Summary of Key Points

Incidence

• Non-Hodgkin lymphoma (NHL), Hodgkin lymphoma (HL), Kaposi sarcoma (KS), cervical cancer, and anal cancer all occur with increased incidence in patients infected with the human immunodeficiency virus (HIV). NHL, KS, and cervical cancer are acquired immunodeficiency syndrome (AIDS) defining.

• KS occurs in HIV-infected patients who also are infected with KS-associated herpesvirus. Outside of Africa and in some Mediterranean populations, KS occurs mainly in men who have sex with men.

• Lymphoma (non-Hodgkin and Hodgkin) occurs in all HIV risk groups. These neoplasms tend to be aggressive and extranodal and manifest at an advanced stage. Burkitt lymphoma and HL tend to occur in patients with higher CD4 counts (typically greater than 200 cells/µL), whereas primary central nervous system lymphoma tends to occur in patients with very low CD4 counts (typically less than 50/mm3).

Kaposi Sarcoma

• A biopsy is indicated to confirm diagnosis.

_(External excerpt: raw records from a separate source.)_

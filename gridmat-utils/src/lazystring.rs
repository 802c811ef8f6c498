/*
 * Copyright (c) Microsoft Corporation.
 * Licensed under the MIT license.
 */

use std::fmt::{Display, Error, Formatter};

/// A message whose formatting is deferred until it is actually displayed.
///
/// Matrix tests loop over many shapes and positions and attach a context message to every
/// assertion. Building those messages eagerly with `format!` would allocate on every
/// iteration, even though the message is only ever read when an assertion fails.
///
/// `LazyString` captures a closure that writes the message and implements
/// `std::fmt::Display`, so the formatting work only happens when someone asks for it.
pub struct LazyString<F>(F)
where
    F: Fn(&mut Formatter<'_>) -> Result<(), Error>;

impl<F> LazyString<F>
where
    F: Fn(&mut Formatter<'_>) -> Result<(), Error>,
{
    /// Construct a new `LazyString` around the provided closure.
    pub fn new(f: F) -> Self {
        Self(f)
    }
}

impl<F> Display for LazyString<F>
where
    F: Fn(&mut Formatter<'_>) -> Result<(), Error>,
{
    #[inline]
    fn fmt(&self, f: &mut Formatter<'_>) -> Result<(), Error> {
        (self.0)(f)
    }
}

/// A macro with the same syntax as `format!` that builds a [`LazyString`] instead of a
/// `String`.
///
/// ```
/// use gridmat_utils::lazy_format;
///
/// let (row, col) = (2, 3);
/// let context = lazy_format!("at position ({row}, {col})");
/// assert_eq!(context.to_string(), "at position (2, 3)");
/// ```
#[macro_export]
macro_rules! lazy_format {
    ($($arg:tt)*) => {
        $crate::LazyString::new(|f: &mut std::fmt::Formatter<'_>| {
            write!(f, $($arg)*)
        })
    }
}

#[cfg(test)]
mod test {
    use super::*;

    #[test]
    fn test_lazy_string() {
        let nrows: usize = 4;
        let ncols: usize = 3;

        let lazy = LazyString::new(|f: &mut std::fmt::Formatter| {
            write!(f, "shape = {nrows} x {ncols}")
        });
        assert_eq!(lazy.to_string(), "shape = 4 x 3");

        let lazy = lazy_format!("shape = {nrows} x {ncols}");
        assert_eq!(lazy.to_string(), "shape = 4 x 3");
    }

    #[test]
    fn closure_runs_only_when_displayed() {
        let calls = std::cell::Cell::new(0);
        let lazy = LazyString::new(|f: &mut std::fmt::Formatter| {
            calls.set(calls.get() + 1);
            write!(f, "called")
        });
        assert_eq!(calls.get(), 0);
        let _ = lazy.to_string();
        let _ = lazy.to_string();
        assert_eq!(calls.get(), 2);
    }
}
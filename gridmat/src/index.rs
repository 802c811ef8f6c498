/*
 * Copyright (c) Microsoft Corporation.
 * Licensed under the MIT license.
 */

//! Positional indices and the gather/scatter operations built on them.
//!
//! An [`Indices`] list holds 0-based linear positions into some target grid, in the
//! target's storage order. Lists produced by scans ([`Indices::matching`],
//! [`Indices::from_mask`]) are strictly ascending. Lists built by hand may be in any order
//! and may contain positions that do not exist in the target; [`Indices::scrubbed`] removes
//! those.

use std::fmt;

use num_traits::ToPrimitive;

use crate::{
    error::{MatrixError, MatrixResult},
    grid::{self, Grid1D, Grid1DMut},
    matrix::{DenseData, Matrix, MatrixBase},
    scalar::Truthy,
};

/// An ordered list of 0-based linear positions.
#[derive(Debug, Clone, Default, PartialEq, Eq)]
pub struct Indices(Box<[usize]>);

impl Indices {
    pub fn new<P>(positions: P) -> Self
    where
        P: Into<Box<[usize]>>,
    {
        Self(positions.into())
    }

    /// Return the positions of the elements of `grid` satisfying `pred`, strictly
    /// ascending.
    pub fn matching<G, P>(grid: &G, mut pred: P) -> Self
    where
        G: Grid1D + ?Sized,
        P: FnMut(&G::Elem) -> bool,
    {
        grid.iter()
            .enumerate()
            .filter_map(|(i, x)| pred(x).then_some(i))
            .collect()
    }

    /// Return the positions of the truthy elements of `mask`, strictly ascending.
    ///
    /// The length of the result is `mask.count()`.
    pub fn from_mask<G>(mask: &G) -> Self
    where
        G: Grid1D + ?Sized,
        G::Elem: Truthy,
    {
        Self::matching(mask, Truthy::is_truthy)
    }

    /// Interpret the elements of `values` as positions.
    ///
    /// Each value is rounded toward negative infinity. Negative and non-finite values are
    /// dropped; the order of the remaining values is kept.
    pub fn from_values<G>(values: &G) -> Self
    where
        G: Grid1D + ?Sized,
        G::Elem: ToPrimitive,
    {
        values
            .iter()
            .filter_map(|x| {
                let v = x.to_f64()?.floor();
                (v.is_finite() && v >= 0.0).then_some(v as usize)
            })
            .collect()
    }

    pub fn len(&self) -> usize {
        self.0.len()
    }

    pub fn is_empty(&self) -> bool {
        self.0.is_empty()
    }

    pub fn as_slice(&self) -> &[usize] {
        &self.0
    }

    pub fn into_inner(self) -> Box<[usize]> {
        self.0
    }

    pub fn iter(&self) -> std::slice::Iter<'_, usize> {
        self.0.iter()
    }

    /// Return whether every position is valid for a target with `len` elements.
    pub fn is_scrubbed(&self, len: usize) -> bool {
        self.iter().all(|&i| i < len)
    }

    /// Return a copy with every position `>= len` removed.
    pub fn scrubbed(&self, len: usize) -> Self {
        self.iter().copied().filter(|&i| i < len).collect()
    }

    /// Return the positions converted to the 1-based convention of [`Grid1D::at`].
    pub fn to_one_based(&self) -> Vec<usize> {
        self.iter().map(|&i| i + 1).collect()
    }
}

impl FromIterator<usize> for Indices {
    fn from_iter<I: IntoIterator<Item = usize>>(iter: I) -> Self {
        Self(iter.into_iter().collect())
    }
}

impl From<Vec<usize>> for Indices {
    fn from(positions: Vec<usize>) -> Self {
        Self::new(positions)
    }
}

/// Index lists are column vectors.
impl Grid1D for Indices {
    type Elem = usize;

    fn size(&self) -> usize {
        self.len()
    }

    fn shape(&self) -> (usize, usize) {
        (self.len(), 1)
    }

    unsafe fn get_unchecked(&self, i: usize) -> &usize {
        debug_assert!(i < self.len());
        // SAFETY: Forwarded to the caller.
        unsafe { self.0.get_unchecked(i) }
    }
}

impl fmt::Display for Indices {
    fn fmt(&self, f: &mut fmt::Formatter<'_>) -> fmt::Result {
        grid::fmt_grid(self, f)
    }
}

////////////////////////
// Gather and Scatter //
////////////////////////

/// Return the elements of `subject` at `indices`, in index order, as a column vector.
///
/// Positions outside `subject` are scrubbed first, so they are silently skipped. Returns
/// the null matrix if nothing remains.
pub fn gather<G>(subject: &G, indices: &Indices) -> Matrix<G::Elem>
where
    G: Grid1D + ?Sized,
    G::Elem: Clone,
{
    let scrubbed = indices.scrubbed(subject.size());
    // SAFETY: `scrubbed` only holds positions less than `subject.size()`.
    unsafe { gather_unchecked(subject, &scrubbed) }
}

/// Return the elements of `subject` at `indices` without scrubbing.
///
/// # Safety
///
/// Every position in `indices` must be less than `subject.size()`. Out-of-range
/// positions are undefined behavior; they are only caught by a `debug_assert!`.
pub unsafe fn gather_unchecked<G>(subject: &G, indices: &Indices) -> Matrix<G::Elem>
where
    G: Grid1D + ?Sized,
    G::Elem: Clone,
{
    Matrix::collect_col(indices.iter().map(|&i| {
        debug_assert!(i < subject.size(), "gather position {i} is out of bounds");
        // SAFETY: Forwarded to the caller.
        unsafe { subject.get_unchecked(i) }.clone()
    }))
}

/// Write `values[k]` to `subject[indices[k]]` for every `k`, in index order.
///
/// Returns `MatrixError::ShapeMismatch` if `values.size() != indices.len()` and
/// `MatrixError::OutOfBounds` (with a 0-based position) if any position does not exist in
/// `subject`. Both conditions are checked before anything is written.
pub fn scatter<G, V>(subject: &mut G, indices: &Indices, values: &V) -> MatrixResult<()>
where
    G: Grid1DMut + ?Sized,
    G::Elem: Clone,
    V: Grid1D<Elem = G::Elem> + ?Sized,
{
    if indices.len() != values.size() {
        return Err(MatrixError::shape_mismatch(indices.len(), values.size()));
    }
    let extent = subject.size();
    if let Some(&bad) = indices.iter().find(|&&i| i >= extent) {
        return Err(MatrixError::out_of_bounds(bad, extent));
    }
    for (&i, v) in indices.iter().zip(values.iter()) {
        // SAFETY: Every position was checked against `extent` above.
        unsafe { *subject.get_unchecked_mut(i) = v.clone() };
    }
    Ok(())
}

impl<T> MatrixBase<T>
where
    T: DenseData,
    T::Elem: Clone,
{
    /// Return the elements where `mask` is truthy, in storage order, as a column vector.
    ///
    /// Returns `MatrixError::ShapeMismatch` unless `mask` has the same shape as `self`.
    pub fn logical_index<M>(&self, mask: &MatrixBase<M>) -> MatrixResult<Matrix<T::Elem>>
    where
        M: DenseData,
        M::Elem: Truthy,
    {
        if mask.shape() != self.shape() {
            return Err(MatrixError::shape_mismatch(self.shape(), mask.shape()));
        }
        let indices = Indices::from_mask(mask);
        // SAFETY: A same-shaped mask only produces positions inside `self`.
        Ok(unsafe { gather_unchecked(self, &indices) })
    }

    /// Return a copy of `self` with `values` scattered to `indices`. See [`scatter`].
    pub fn with_scattered<V>(&self, indices: &Indices, values: &V) -> MatrixResult<Matrix<T::Elem>>
    where
        V: Grid1D<Elem = T::Elem> + ?Sized,
    {
        let mut out = self.to_matrix();
        scatter(&mut out, indices, values)?;
        Ok(out)
    }
}

///////////
// Tests //
///////////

• A computed tomography (CT) scan of the chest and abdomen is also indicated.

• Gastrointestinal endoscopy is performed if clinically indicated.

• Highly active antiretroviral therapy (HAART) and treatment of opportunistic infections sometimes are associated with regression of KS.

• If disease is symptomatic or rapidly progressive, or with visceral involvement, systemic therapy with liposomal anthracycline or paclitaxel is instituted; all patients should receive pneumocystis prophylaxis. Hematopoietic growth factors, antifungal treatment, and antiherpesvirus prophylaxis or treatment also are appropriate for most patients receiving cytotoxic chemotherapy.

• If disease is indolent and antiretroviral therapy has just been initiated or major changes have been made, observation may be appropriate.

• For a few lesions, topical therapy, injection of lesions, or radiation therapy may be adequate treatment.

• For persons with systemic disease, consider interferon, thalidomide, or experimental therapy.